* What the task asks: Reproduce all of the data that follows, character for character.

* Dataset entries:
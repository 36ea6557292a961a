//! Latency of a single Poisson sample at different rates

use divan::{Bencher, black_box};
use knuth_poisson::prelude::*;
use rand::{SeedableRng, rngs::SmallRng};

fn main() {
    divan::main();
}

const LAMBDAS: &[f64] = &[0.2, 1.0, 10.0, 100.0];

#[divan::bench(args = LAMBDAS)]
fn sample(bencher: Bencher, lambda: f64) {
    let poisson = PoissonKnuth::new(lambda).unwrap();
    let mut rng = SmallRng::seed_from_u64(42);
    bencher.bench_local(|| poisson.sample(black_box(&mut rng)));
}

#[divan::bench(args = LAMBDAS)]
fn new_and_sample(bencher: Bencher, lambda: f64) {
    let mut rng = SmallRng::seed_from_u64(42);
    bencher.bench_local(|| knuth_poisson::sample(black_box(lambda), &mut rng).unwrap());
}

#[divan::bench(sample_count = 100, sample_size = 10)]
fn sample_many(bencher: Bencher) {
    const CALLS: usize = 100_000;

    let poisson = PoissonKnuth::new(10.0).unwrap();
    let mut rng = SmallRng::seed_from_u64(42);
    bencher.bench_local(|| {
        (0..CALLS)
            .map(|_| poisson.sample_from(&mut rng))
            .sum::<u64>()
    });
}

* Task answer:
repository 36ea6557292a961a
//! Latency of a single Poisson sample at different rates

use divan::{Bencher, black_box};
use knuth_poisson::prelude::*;
use rand::{SeedableRng, rngs::SmallRng};

fn main() {
    divan::main();
}

const LAMBDAS: &[f64] = &[0.2, 1.0, 10.0, 100.0];

#[divan::bench(args = LAMBDAS)]
fn sample(bencher: Bencher, lambda: f64) {
    let poisson = PoissonKnuth::new(lambda).unwrap();
    let mut rng = SmallRng::seed_from_u64(42);
    bencher.bench_local(|| poisson.sample(black_box(&mut rng)));
}

#[divan::bench(args = LAMBDAS)]
fn new_and_sample(bencher: Bencher, lambda: f64) {
    let mut rng = SmallRng::seed_from_u64(42);
    bencher.bench_local(|| knuth_poisson::sample(black_box(lambda), &mut rng).unwrap());
}

#[divan::bench(sample_count = 100, sample_size = 10)]
fn sample_many(bencher: Bencher) {
    const CALLS: usize = 100_000;

    let poisson = PoissonKnuth::new(10.0).unwrap();
    let mut rng = SmallRng::seed_from_u64(42);
    bencher.bench_local(|| {
        (0..CALLS)
            .map(|_| poisson.sample_from(&mut rng))
            .sum::<u64>()
    });
}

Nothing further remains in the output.